15.09.34, Moreau, Eschatological Subjects


This fascinating and insightful book focuses on the work of three fourteenth-century French authors: Guillaume de Deguileville, Guillaume de Machaut, and Jean Froissart. In each case, Moreau explores a pair of closely related poems, one of which functions as an "apology" (both in the sense of a recantation and a justification) for the other. Each author stages a pseudo-autobiographical trial, in which a first-person narrator (standing in, ambiguously, for the author) is required to reflect on, revise, retract, and/or defend one of the poet's earlier works. These poems use eschatological motifs to explore the relationship between authors, their readers, and God, and in particular the ethical concerns that define that relationship.

The book's argument is founded on the premise that eschatology is not simply concerned with the "last things," and that, especially in the late medieval period, the Judgment Day was conceived of as "immanent" rather than necessarily "imminent," an ongoing process that pervades everyday life through one's interactions with other people. In the poems under discussion, this conception of divine judgment is applied to the specific circumstances of the author, who must forever confront the shifting, unpredictable judgments of their readers, and who must rewrite and revalidate their own work in response to those judgments. Paradoxically, it is only through this difficult, destabilising process that these late medieval authors can establish the coherence and value of their literary output and their own identities as authors.

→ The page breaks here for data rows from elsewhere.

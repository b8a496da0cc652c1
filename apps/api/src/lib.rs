//! EdgeCloud API library
//!
//! This module exposes the core API components for use in integration tests
//! and as a library.

pub mod config;
pub mod error;
pub mod graphql;
pub mod routes;

// Re-export commonly used types
pub use config::Config;
pub use error::{ApiError, ApiResult, ErrorResponse};
pub use graphql::{
    build_schema, DefaultResolverCreator, EdgeCloudSchema, ResolverCreator, SchemaBuilder,
    SharedResolverCreator,
};
pub use routes::build_router;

After a clear introduction outlining the book's key ideas, the first chapter offers a broad discussion of the ways in which thirteenth- and fourteenth-century texts imagined the human subject being put on trial before God. Despite the antilegalistic attitude of many portrayals of divine judgment in this period, poets began to cast themselves in the position of the rhetor divinus, a lawyer-like figure who could apply his or her particular skill-set in an eschatological context. Dante, famously, combined the poetic, legal, and eschatological registers in his Commedia, but French authors of the same period, especially Deguileville, offered more detailed accounts of the technical apparatus of divine justice, and of the human subject's vehement self-defence.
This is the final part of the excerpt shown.